Hooking Up (Raineau, 2020)

I watched Hooking Up what seems like a lifetime ago, but my e-mail tells me that it was just last week. The plan was to make recommendations for the socially distant and maybe even speculate on whether a temporary slackening of traffic at movie theaters might help some direct to video projects find a broader audience.

Well that was then and this, as they say, is now.

Recent releases are going straight to streaming (albeit at inflated prices). Theaters are selling virtual tickets, particularly to foreign and indie-film audiences. Some people may well be looking for lighter fare, but there are a lifetime of favorites to revisit in the more commercial vein and in times of stress I think viewers tend to return to old favorites rather than expanding their horizons.

None of that would matter if Hooking Up were a better movie than it ultimately is. It’s a road trip, sex farce, interracial romcom, cancer movie. Bailey has testicular cancer. Darla is a sex addict who recently lost her job as a magazine writer and thinks she’ll get it back by pitching a piece where she revisits every place she’s ever had sex. Her number is supposedly 186 (do people over 100 keep counting?) and his is two. Films have been built on less, but the screenplay never really moves beyond the pitch premise.

It tries. There are speeches about slut shaming and the meaning of life and learning to love yourself, but rather than committing to any one idea about what the story will be about, the film just pinballs from one set piece to another. Sam Richardson and Brittany Snow are likable as the leads, and Vivica A. Fox shows up in a what-is-she-doing-in-this-movie cameo.

Probably the best I could say for Hooking Up is that it bears a faint resemblance to better movies. In particular, the structure created by revisiting past sexual encounters is reminiscent of High Fidelity. The sex addiction stuff can’t help but call to mind Thanks For Sharing. Unfortunately, though, the film merely echoes these influences rather than examining or tweaking them.

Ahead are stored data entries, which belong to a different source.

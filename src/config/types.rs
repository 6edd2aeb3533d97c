use crate::error::{MigrationError, Result};
use crate::migration::{MigrationNaming, MigrationVersion};
use clap::Args;
use serde::{Deserialize, Serialize};
use std::time::Duration;

/// Raw configuration input - all fields Optional for merging
#[derive(Debug, Clone, Default, Deserialize, Serialize)]
pub struct ConfigInput {
    pub cluster: Option<ClusterInput>,
    pub keyspace: Option<KeyspaceInput>,
    pub migration: Option<MigrationInput>,
}

/// Resolved configuration with all defaults applied
#[derive(Debug, Clone, Default)]
pub struct Config {
    pub cluster: Cluster,
    pub keyspace: Keyspace,
    pub migration: Migration,
}

impl Config {
    /// Check that a connection can be attempted, returning the keyspace name
    pub fn validate_connection(&self) -> Result<&str> {
        if self.cluster.contact_points.iter().all(|p| p.trim().is_empty()) {
            return Err(MigrationError::Configuration(
                "No cluster contact points configured".to_string(),
            ));
        }
        if self.cluster.username.is_some() && self.cluster.password.is_none() {
            return Err(MigrationError::Configuration(
                "A password is required when a username is configured".to_string(),
            ));
        }

        match self.keyspace.name.as_deref().map(str::trim) {
            Some(name) if !name.is_empty() => Ok(name),
            _ => Err(MigrationError::Configuration(
                "Keyspace name is required (set keyspace.name, --keyspace or CQLMIGRATE_KEYSPACE)"
                    .to_string(),
            )),
        }
    }
}

// Cluster configuration
#[derive(Debug, Clone, Default, Deserialize, Serialize)]
pub struct ClusterInput {
    pub contact_points: Option<Vec<String>>,
    pub port: Option<u16>,
    pub username: Option<String>,
    pub password: Option<String>,
}

#[derive(Debug, Clone)]
pub struct Cluster {
    pub contact_points: Vec<String>,
    pub port: u16,
    pub username: Option<String>,
    pub password: Option<String>,
}

impl Cluster {
    /// `host:port` for every contact point; points that already carry a port keep it
    pub fn node_addresses(&self) -> Vec<String> {
        self.contact_points
            .iter()
            .map(|point| {
                if point.contains(':') {
                    point.clone()
                } else {
                    format!("{}:{}", point, self.port)
                }
            })
            .collect()
    }
}

// Keyspace configuration
#[derive(Debug, Clone, Default, Deserialize, Serialize)]
pub struct KeyspaceInput {
    pub name: Option<String>,
}

#[derive(Debug, Clone, Default)]
pub struct Keyspace {
    pub name: Option<String>,
}

// Migration configuration
#[derive(Debug, Clone, Default, Deserialize, Serialize)]
pub struct MigrationInput {
    pub locations: Option<Vec<String>>,
    pub table_prefix: Option<String>,
    pub target: Option<String>,
    pub baseline_version: Option<String>,
    pub baseline_description: Option<String>,
    pub allow_out_of_order: Option<bool>,
    pub statement_timeout: Option<String>,
    pub script_prefix: Option<String>,
    pub script_separator: Option<String>,
    pub script_suffix: Option<String>,
}

#[derive(Debug, Clone)]
pub struct Migration {
    pub locations: Vec<String>,
    pub table_prefix: String,
    pub target: MigrationVersion,
    pub baseline_version: MigrationVersion,
    pub baseline_description: String,
    pub allow_out_of_order: bool,
    pub statement_timeout: Option<Duration>,
    pub naming: MigrationNaming,
}

impl Migration {
    /// Ledger table name, including the configured prefix
    pub fn table_name(&self) -> String {
        format!("{}{}", self.table_prefix, crate::constants::LEDGER_TABLE_NAME)
    }
}

// CLI argument groups for command-specific options
#[derive(Debug, Clone, Default, Args)]
pub struct ClusterArgs {
    #[arg(long, value_delimiter = ',', help = "Comma-separated cluster contact points")]
    pub contact_points: Option<Vec<String>>,

    #[arg(long, help = "Native protocol port")]
    pub port: Option<u16>,

    #[arg(long, help = "Username for authentication")]
    pub username: Option<String>,

    #[arg(long, help = "Password for authentication")]
    pub password: Option<String>,
}

#[derive(Debug, Clone, Default, Args)]
pub struct KeyspaceArgs {
    #[arg(long, short = 'k', help = "Keyspace to migrate")]
    pub keyspace: Option<String>,
}

#[derive(Debug, Clone, Default, Args)]
pub struct MigrationArgs {
    #[arg(long, value_delimiter = ',', help = "Comma-separated script locations")]
    pub locations: Option<Vec<String>>,

    #[arg(long, help = "Prefix for the ledger table names")]
    pub table_prefix: Option<String>,
}

#[derive(Debug, Clone, Default, Args)]
pub struct MigrateArgs {
    #[arg(long, help = "Target version ('latest', 'current' or a version)")]
    pub target: Option<String>,

    #[arg(long, help = "Allow migrations older than the current version to run")]
    pub allow_out_of_order: bool,

    #[arg(long, help = "Per-statement timeout, e.g. 30s or 1m30s")]
    pub statement_timeout: Option<String>,
}

#[derive(Debug, Clone, Default, Args)]
pub struct BaselineArgs {
    #[arg(long, help = "Version to baseline the keyspace at")]
    pub baseline_version: Option<String>,

    #[arg(long, help = "Description of the baseline marker")]
    pub baseline_description: Option<String>,
}

// Conversion functions from CLI args to config input
impl From<ClusterArgs> for ClusterInput {
    fn from(args: ClusterArgs) -> Self {
        Self {
            contact_points: args.contact_points,
            port: args.port,
            username: args.username,
            password: args.password,
        }
    }
}

impl From<KeyspaceArgs> for KeyspaceInput {
    fn from(args: KeyspaceArgs) -> Self {
        Self {
            name: args.keyspace,
        }
    }
}

impl From<MigrationArgs> for MigrationInput {
    fn from(args: MigrationArgs) -> Self {
        Self {
            locations: args.locations,
            table_prefix: args.table_prefix,
            ..Self::default()
        }
    }
}

impl From<MigrateArgs> for MigrationInput {
    fn from(args: MigrateArgs) -> Self {
        Self {
            target: args.target,
            allow_out_of_order: if args.allow_out_of_order {
                Some(true)
            } else {
                None
            },
            statement_timeout: args.statement_timeout,
            ..Self::default()
        }
    }
}

impl From<BaselineArgs> for MigrationInput {
    fn from(args: BaselineArgs) -> Self {
        Self {
            baseline_version: args.baseline_version,
            baseline_description: args.baseline_description,
            ..Self::default()
        }
    }
}
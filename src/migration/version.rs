use crate::error::{MigrationError, Result};
use std::cmp::Ordering;
use std::fmt;
use std::hash::{Hash, Hasher};
use std::str::FromStr;

/// Version of a migration, e.g. `1`, `1.1`, `2016_08_01`.
///
/// Concrete versions are a sequence of arbitrary-precision non-negative
/// integers. Trailing zero components do not take part in equality or
/// ordering, so `1`, `1.0` and `001.00` are the same version.
///
/// Three sentinels live outside the numeric order: [`MigrationVersion::Empty`]
/// sorts below everything, [`MigrationVersion::Latest`] above everything, and
/// [`MigrationVersion::Current`] is a placeholder that must be resolved to a
/// concrete version before it is compared against one. For a total order it
/// sits between `Empty` and the concrete versions.
#[derive(Debug, Clone)]
pub enum MigrationVersion {
    Empty,
    Current,
    Latest,
    Concrete {
        /// Decimal digits of each component with leading zeros removed
        parts: Vec<String>,
        /// Input text with `_` normalized to `.`
        display: String,
    },
}

const EMPTY_DISPLAY: &str = "<< Empty Schema >>";
const CURRENT_DISPLAY: &str = "<< Current Version >>";
const LATEST_DISPLAY: &str = "<< Latest Version >>";

impl MigrationVersion {
    /// Parse a concrete version. Sentinels are not recognised here, see
    /// [`MigrationVersion::from_version`].
    pub fn parse(version: &str) -> Result<Self> {
        let display = version.replace('_', ".");
        let parts = tokenize(&display).ok_or_else(|| MigrationError::InvalidVersionFormat {
            version: version.to_string(),
        })?;

        Ok(Self::Concrete { parts, display })
    }

    /// Parse a version as stored in configuration or in the ledger.
    ///
    /// `None` is the empty schema, `current` (any case) is the current-version
    /// placeholder and the latest sentinel's storage string is `Latest`.
    pub fn from_version(version: Option<&str>) -> Result<Self> {
        match version {
            None => Ok(Self::Empty),
            Some(v) if v.eq_ignore_ascii_case("current") => Ok(Self::Current),
            Some(v) if v.eq_ignore_ascii_case("latest") => Ok(Self::Latest),
            Some(v) if v == latest_version_string() => Ok(Self::Latest),
            Some(v) => Self::parse(v),
        }
    }

    /// String form used when persisting the version; `None` for the empty schema
    pub fn version_string(&self) -> Option<String> {
        match self {
            Self::Empty => None,
            Self::Latest => Some(latest_version_string()),
            Self::Current => Some(CURRENT_DISPLAY.to_string()),
            Self::Concrete { display, .. } => Some(display.clone()),
        }
    }

    pub fn is_concrete(&self) -> bool {
        matches!(self, Self::Concrete { .. })
    }

    fn rank(&self) -> u8 {
        match self {
            Self::Empty => 0,
            Self::Current => 1,
            Self::Concrete { .. } => 2,
            Self::Latest => 3,
        }
    }
}

fn latest_version_string() -> String {
    i64::MAX.to_string()
}

/// Split a normalized version into numeric components, dropping trailing zero
/// components except the first. Returns `None` on any malformed segment.
fn tokenize(normalized: &str) -> Option<Vec<String>> {
    let mut parts = normalized
        .split('.')
        .map(|segment| {
            if segment.is_empty() || !segment.bytes().all(|b| b.is_ascii_digit()) {
                return None;
            }
            let trimmed = segment.trim_start_matches('0');
            Some(if trimmed.is_empty() {
                "0".to_string()
            } else {
                trimmed.to_string()
            })
        })
        .collect::<Option<Vec<_>>>()?;

    while parts.len() > 1 && parts.last().is_some_and(|p| p == "0") {
        parts.pop();
    }

    Some(parts)
}

/// Compare two canonical decimal strings numerically
fn compare_numeric(a: &str, b: &str) -> Ordering {
    a.len().cmp(&b.len()).then_with(|| a.cmp(b))
}

fn compare_parts(a: &[String], b: &[String]) -> Ordering {
    let longest = a.len().max(b.len());
    for i in 0..longest {
        let left = a.get(i).map(String::as_str).unwrap_or("0");
        let right = b.get(i).map(String::as_str).unwrap_or("0");
        match compare_numeric(left, right) {
            Ordering::Equal => continue,
            other => return other,
        }
    }
    Ordering::Equal
}

impl Ord for MigrationVersion {
    fn cmp(&self, other: &Self) -> Ordering {
        match (self, other) {
            (Self::Concrete { parts: a, .. }, Self::Concrete { parts: b, .. }) => {
                compare_parts(a, b)
            }
            _ => self.rank().cmp(&other.rank()),
        }
    }
}

impl PartialOrd for MigrationVersion {
    fn partial_cmp(&self, other: &Self) -> Option<Ordering> {
        Some(self.cmp(other))
    }
}

impl PartialEq for MigrationVersion {
    fn eq(&self, other: &Self) -> bool {
        self.cmp(other) == Ordering::Equal
    }
}

impl Eq for MigrationVersion {}

impl Hash for MigrationVersion {
    fn hash<H: Hasher>(&self, state: &mut H) {
        self.rank().hash(state);
        if let Self::Concrete { parts, .. } = self {
            parts.hash(state);
        }
    }
}

impl fmt::Display for MigrationVersion {
    fn fmt(&self, f: &mut fmt::Formatter<'_>) -> fmt::Result {
        match self {
            Self::Empty => f.write_str(EMPTY_DISPLAY),
            Self::Current => f.write_str(CURRENT_DISPLAY),
            Self::Latest => f.write_str(LATEST_DISPLAY),
            Self::Concrete { display, .. } => f.write_str(display),
        }
    }
}

impl FromStr for MigrationVersion {
    type Err = MigrationError;

    fn from_str(s: &str) -> Result<Self> {
        Self::from_version(Some(s))
    }
}
use anyhow::{Result, anyhow};
use std::fmt;
use std::str::FromStr;

/// Kind of a migration, stored in the ledger's `type` column
#[derive(Debug, Clone, Copy, PartialEq, Eq, Hash, PartialOrd, Ord)]
pub enum MigrationType {
    /// Marker for a keyspace created by the tool
    Schema,
    /// Marker written by the baseline command
    Baseline,
    /// Versioned `.cql` script
    Cql,
    /// Migration implemented in code against the session
    Code,
    /// Migration produced by a user-registered resolver
    Custom,
}

impl MigrationType {
    pub fn as_str(&self) -> &'static str {
        match self {
            Self::Schema => "SCHEMA",
            Self::Baseline => "BASELINE",
            Self::Cql => "CQL",
            Self::Code => "JAVA_DRIVER",
            Self::Custom => "CUSTOM",
        }
    }

    /// Marker types never execute anything; they only annotate the ledger
    pub fn is_marker(&self) -> bool {
        matches!(self, Self::Schema | Self::Baseline)
    }
}

impl fmt::Display for MigrationType {
    fn fmt(&self, f: &mut fmt::Formatter<'_>) -> fmt::Result {
        f.write_str(self.as_str())
    }
}

impl FromStr for MigrationType {
    type Err = anyhow::Error;

    fn from_str(s: &str) -> Result<Self> {
        match s {
            "SCHEMA" => Ok(Self::Schema),
            "BASELINE" => Ok(Self::Baseline),
            "CQL" => Ok(Self::Cql),
            "JAVA_DRIVER" | "CODE" => Ok(Self::Code),
            "CUSTOM" => Ok(Self::Custom),
            other => Err(anyhow!("Unknown migration type in ledger: {}", other)),
        }
    }
}

/// Reconciled state of a single migration
#[derive(Debug, Clone, Copy, PartialEq, Eq, Hash)]
pub enum MigrationState {
    /// Resolved, not applied, eligible to run
    Pending,
    /// Resolved, not applied, above the migration target
    AboveTarget,
    /// Resolved, not applied, at or below the baseline
    BelowBaseline,
    /// The baseline marker row
    Baseline,
    /// Resolved, not applied, skipped because a later version is already applied
    Ignored,
    /// Applied successfully but no longer resolved locally
    MissingSuccess,
    /// Applied with failure and no longer resolved locally
    MissingFailed,
    Success,
    Failed,
    /// Applied successfully after a later version had already been applied
    OutOfOrder,
    /// Applied successfully, newer than anything resolved locally
    FutureSuccess,
    /// Applied with failure, newer than anything resolved locally
    FutureFailed,
}

impl MigrationState {
    /// Seven-character label used in the info table
    pub fn display_name(&self) -> &'static str {
        match self {
            Self::Pending => "Pending",
            Self::AboveTarget => ">Target",
            Self::BelowBaseline => "<Baseln",
            Self::Baseline => "Baselin",
            Self::Ignored => "Ignored",
            Self::MissingSuccess => "Missing",
            Self::MissingFailed => "MisFail",
            Self::Success => "Success",
            Self::Failed => "Failed",
            Self::OutOfOrder => "OutOrdr",
            Self::FutureSuccess => "Future",
            Self::FutureFailed => "FutFail",
        }
    }

    pub fn is_resolved(&self) -> bool {
        !matches!(
            self,
            Self::MissingSuccess | Self::MissingFailed | Self::FutureSuccess | Self::FutureFailed
        )
    }

    pub fn is_applied(&self) -> bool {
        !matches!(
            self,
            Self::Pending | Self::AboveTarget | Self::BelowBaseline | Self::Ignored
        )
    }

    pub fn is_failed(&self) -> bool {
        matches!(
            self,
            Self::MissingFailed | Self::Failed | Self::FutureFailed
        )
    }
}

impl fmt::Display for MigrationState {
    fn fmt(&self, f: &mut fmt::Formatter<'_>) -> fmt::Result {
        f.write_str(self.display_name())
    }
}
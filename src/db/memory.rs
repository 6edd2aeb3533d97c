//! In-process collaborators used to drive the workflows without a cluster

use crate::db::dao::{SchemaVersionDao, calculate_version_rank};
use crate::db::session::CqlSession;
use crate::migration::AppliedMigration;
use anyhow::{Result, anyhow, bail};
use async_trait::async_trait;
use chrono::Utc;
use std::sync::Mutex;
use std::time::Duration;

/// Session that records every statement it is asked to run.
///
/// Statements containing any of the configured failure markers are recorded
/// and then rejected, which lets tests simulate a broken migration.
#[derive(Debug, Default)]
pub struct RecordingSession {
    executed: Mutex<Vec<String>>,
    fail_on: Vec<String>,
}

impl RecordingSession {
    pub fn new() -> Self {
        Self::default()
    }

    pub fn failing_on(marker: &str) -> Self {
        Self {
            executed: Mutex::new(Vec::new()),
            fail_on: vec![marker.to_string()],
        }
    }

    pub fn executed(&self) -> Vec<String> {
        self.executed
            .lock()
            .map(|statements| statements.clone())
            .unwrap_or_default()
    }
}

#[async_trait]
impl CqlSession for RecordingSession {
    async fn execute(&self, statement: &str, _timeout: Option<Duration>) -> Result<()> {
        self.executed
            .lock()
            .map_err(|_| anyhow!("Recording session lock poisoned"))?
            .push(statement.to_string());

        if let Some(marker) = self.fail_on.iter().find(|m| statement.contains(m.as_str())) {
            bail!("Simulated failure on statement containing '{}'", marker);
        }
        Ok(())
    }
}

#[derive(Debug, Default)]
struct LedgerState {
    tables_created: bool,
    rows: Vec<AppliedMigration>,
    installed_rank: i32,
}

/// Ledger kept in memory, with the same rank assignment as the CQL ledger
#[derive(Debug)]
pub struct InMemorySchemaVersionDao {
    keyspace: String,
    table_name: String,
    state: Mutex<LedgerState>,
}

impl InMemorySchemaVersionDao {
    pub fn new(keyspace: &str, table_name: &str) -> Self {
        Self {
            keyspace: keyspace.to_string(),
            table_name: table_name.to_string(),
            state: Mutex::new(LedgerState::default()),
        }
    }

    /// Ledger pre-populated with rows, as if written by an earlier run
    pub fn with_rows(keyspace: &str, table_name: &str, rows: Vec<AppliedMigration>) -> Self {
        let installed_rank = rows.iter().map(|r| r.installed_rank).max().unwrap_or(0);
        Self {
            keyspace: keyspace.to_string(),
            table_name: table_name.to_string(),
            state: Mutex::new(LedgerState {
                tables_created: true,
                rows,
                installed_rank,
            }),
        }
    }

    fn lock(&self) -> Result<std::sync::MutexGuard<'_, LedgerState>> {
        self.state
            .lock()
            .map_err(|_| anyhow!("In-memory ledger lock poisoned"))
    }
}

#[async_trait]
impl SchemaVersionDao for InMemorySchemaVersionDao {
    fn table_name(&self) -> &str {
        &self.table_name
    }

    fn keyspace(&self) -> &str {
        &self.keyspace
    }

    async fn tables_exist(&self) -> Result<bool> {
        Ok(self.lock()?.tables_created)
    }

    async fn create_tables_if_not_exist(&self) -> Result<()> {
        self.lock()?.tables_created = true;
        Ok(())
    }

    async fn find_applied_migrations(&self) -> Result<Vec<AppliedMigration>> {
        Ok(self.lock()?.rows.clone())
    }

    async fn add_applied_migration(&self, mut migration: AppliedMigration) -> Result<()> {
        let mut state = self.lock()?;
        state.tables_created = true;

        let existing: Vec<_> = state.rows.iter().map(|r| r.version.clone()).collect();
        migration.version_rank = calculate_version_rank(&existing, &migration.version);
        state.installed_rank += 1;
        migration.installed_rank = state.installed_rank;
        migration.installed_on = Some(Utc::now());

        // Keyed by version, like the CQL table
        state.rows.retain(|r| r.version != migration.version);
        state.rows.push(migration);
        Ok(())
    }
}
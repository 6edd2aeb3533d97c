//! Discovery of migrations from scripts and registered code
pub mod code;
pub mod cql;
pub mod location;

pub use code::{CodeMigration, CodeMigrationResolver};
pub use cql::{CqlMigrationResolver, calculate_checksum};
pub use location::{Resource, ScriptsLocation, ScriptsLocations};

use crate::error::{MigrationError, Result};
use crate::migration::{MigrationNaming, ResolvedMigration};
use once_cell::sync::OnceCell;
use std::time::Duration;
use tracing::debug;

/// A source of migration candidates
pub trait MigrationResolver: Send + Sync {
    fn resolve_migrations(&self) -> Result<Vec<ResolvedMigration>>;
}

/// Fans out to one CQL resolver per location plus any extra resolvers, and
/// caches the merged, validated result for the lifetime of the resolver.
pub struct CompositeMigrationResolver {
    resolvers: Vec<Box<dyn MigrationResolver>>,
    cache: OnceCell<Vec<ResolvedMigration>>,
}

impl CompositeMigrationResolver {
    pub fn new(
        locations: &ScriptsLocations,
        naming: &MigrationNaming,
        statement_timeout: Option<Duration>,
        custom_resolvers: Vec<Box<dyn MigrationResolver>>,
    ) -> Self {
        let mut resolvers: Vec<Box<dyn MigrationResolver>> = locations
            .locations()
            .iter()
            .map(|location| {
                Box::new(CqlMigrationResolver::new(
                    location.clone(),
                    naming.clone(),
                    statement_timeout,
                )) as Box<dyn MigrationResolver>
            })
            .collect();
        resolvers.extend(custom_resolvers);

        Self::from_resolvers(resolvers)
    }

    pub fn from_resolvers(resolvers: Vec<Box<dyn MigrationResolver>>) -> Self {
        Self {
            resolvers,
            cache: OnceCell::new(),
        }
    }

    fn collect_migrations(&self) -> Result<Vec<ResolvedMigration>> {
        let mut migrations: Vec<ResolvedMigration> = Vec::new();
        for resolver in &self.resolvers {
            for migration in resolver.resolve_migrations()? {
                if !migrations.contains(&migration) {
                    migrations.push(migration);
                }
            }
        }

        migrations.sort_by(|a, b| a.resolution_order(b));
        check_for_incompatibilities(&migrations)?;

        debug!("Resolved {} migrations", migrations.len());
        Ok(migrations)
    }
}

impl MigrationResolver for CompositeMigrationResolver {
    fn resolve_migrations(&self) -> Result<Vec<ResolvedMigration>> {
        self.cache
            .get_or_try_init(|| self.collect_migrations())
            .cloned()
    }
}

/// Fail on two distinct migrations sharing a version. Expects sorted input.
pub fn check_for_incompatibilities(migrations: &[ResolvedMigration]) -> Result<()> {
    for pair in migrations.windows(2) {
        let (current, next) = (&pair[0], &pair[1]);
        if let (Some(a), Some(b)) = (&current.version, &next.version)
            && a == b
        {
            return Err(MigrationError::DuplicateVersion {
                version: a.to_string(),
                first_location: current.physical_location.clone(),
                first_type: current.migration_type,
                second_location: next.physical_location.clone(),
                second_type: next.migration_type,
            });
        }
    }
    Ok(())
}
use crate::db::SchemaVersionDao;
use crate::error::Result;
use tracing::debug;

/// Ensures the ledger tables exist before anything reads or writes them
pub struct Initialize<'a> {
    dao: &'a dyn SchemaVersionDao,
}

impl<'a> Initialize<'a> {
    pub fn new(dao: &'a dyn SchemaVersionDao) -> Self {
        Self { dao }
    }

    pub async fn run(&self) -> Result<()> {
        debug!(
            "Ensuring ledger table {}.{} exists",
            self.dao.keyspace(),
            self.dao.table_name()
        );
        self.dao.create_tables_if_not_exist().await?;
        Ok(())
    }
}
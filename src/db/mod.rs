pub mod cassandra;
pub mod connection;
pub mod dao;
pub mod memory;
pub mod session;

pub use cassandra::{CassandraSchemaVersionDao, CassandraSession};
pub use dao::SchemaVersionDao;
pub use memory::{InMemorySchemaVersionDao, RecordingSession};
pub use session::CqlSession;
use assert_cmd::Command;
use std::fs;
use std::path::PathBuf;
use tempfile::TempDir;

const ENV_VARS: &[&str] = &[
    "CQLMIGRATE_CONTACT_POINTS",
    "CQLMIGRATE_PORT",
    "CQLMIGRATE_USERNAME",
    "CQLMIGRATE_PASSWORD",
    "CQLMIGRATE_KEYSPACE",
    "CQLMIGRATE_LOCATIONS",
    "CQLMIGRATE_TARGET",
    "CQLMIGRATE_ALLOW_OUT_OF_ORDER",
    "CQLMIGRATE_TABLE_PREFIX",
    "RUST_LOG",
];

/// Runs the binary inside an isolated project directory
pub struct CliTestHelper {
    pub temp_dir: TempDir,
    pub project_root: PathBuf,
}

impl CliTestHelper {
    pub fn new() -> Self {
        let temp_dir = TempDir::new().expect("Failed to create temp directory");
        let project_root = temp_dir.path().to_path_buf();
        Self {
            temp_dir,
            project_root,
        }
    }

    /// Command with the project as working directory and no inherited
    /// cqlmigrate environment
    pub fn command(&self) -> Command {
        let mut cmd = Command::cargo_bin("cqlmigrate").unwrap();
        cmd.current_dir(&self.project_root);
        for var in ENV_VARS {
            cmd.env_remove(var);
        }
        cmd
    }

    pub fn write_config(&self, contents: &str) {
        fs::write(self.project_root.join("cqlmigrate.yaml"), contents)
            .expect("Failed to write config file");
    }
}

pub async fn with_cli_helper<F, R>(test_fn: F) -> R
where
    F: std::ops::AsyncFnOnce(&CliTestHelper) -> R,
{
    let helper = CliTestHelper::new();
    test_fn(&helper).await
}
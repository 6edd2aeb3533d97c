use crate::error::{MigrationError, Result};
use crate::migration::MigrationVersion;

/// How migration names are laid out: `<prefix><version><separator><description><suffix>`
#[derive(Debug, Clone, PartialEq, Eq)]
pub struct MigrationNaming {
    pub prefix: String,
    pub separator: String,
    pub suffix: String,
}

impl MigrationNaming {
    pub fn new(prefix: &str, separator: &str, suffix: &str) -> Self {
        Self {
            prefix: prefix.to_string(),
            separator: separator.to_string(),
            suffix: suffix.to_string(),
        }
    }

    /// Naming used for code migrations, which have no file suffix
    pub fn code() -> Self {
        Self::new("V", "__", "")
    }

    pub fn matches(&self, name: &str) -> bool {
        name.len() >= self.prefix.len() + self.suffix.len()
            && name.starts_with(&self.prefix)
            && name.ends_with(&self.suffix)
    }

    pub fn example(&self) -> String {
        format!("{}1_2{}Description{}", self.prefix, self.separator, self.suffix)
    }

    pub fn extract(&self, name: &str) -> Result<(MigrationVersion, String)> {
        extract_version_and_description(name, &self.prefix, &self.separator, &self.suffix)
    }
}

impl Default for MigrationNaming {
    fn default() -> Self {
        Self::new("V", "__", ".cql")
    }
}

/// Split a migration name into its version and description.
///
/// Underscores in the description become spaces: `V1_2__Add_users.cql`
/// yields version `1.2` and description `Add users`.
pub fn extract_version_and_description(
    name: &str,
    prefix: &str,
    separator: &str,
    suffix: &str,
) -> Result<(MigrationVersion, String)> {
    let invalid = || MigrationError::InvalidMigrationName {
        name: name.to_string(),
        example: format!("{}1_2{}Description{}", prefix, separator, suffix),
    };

    let clean = name
        .strip_prefix(prefix)
        .and_then(|n| n.strip_suffix(suffix))
        .ok_or_else(invalid)?;

    let (version, description) = clean.split_once(separator).ok_or_else(invalid)?;

    Ok((
        MigrationVersion::parse(version)?,
        description.replace('_', " "),
    ))
}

There is, I realize, a painful irony in watching a moving about people being casually intimate while the world around me practices social distancing. There’s nothing quite like a disruptive world event to make one question notions that might have been taken for granted before. One of the questions I have been wrestling with for the last week is whether we (humanity or certain cultures within it) can learn to live differently or can only be forced to live differently by circumstances. I’m not talking specifically about sex here. I’m just wondering if people, en masse, ever really change for the better? If an individual can wake up one morning and realize, “Hey, the way I am living is no good,” does that mean multiple people can realize that at once? Perhaps their doing so seems rare because we have so many media and cultural messages supporting the status quo.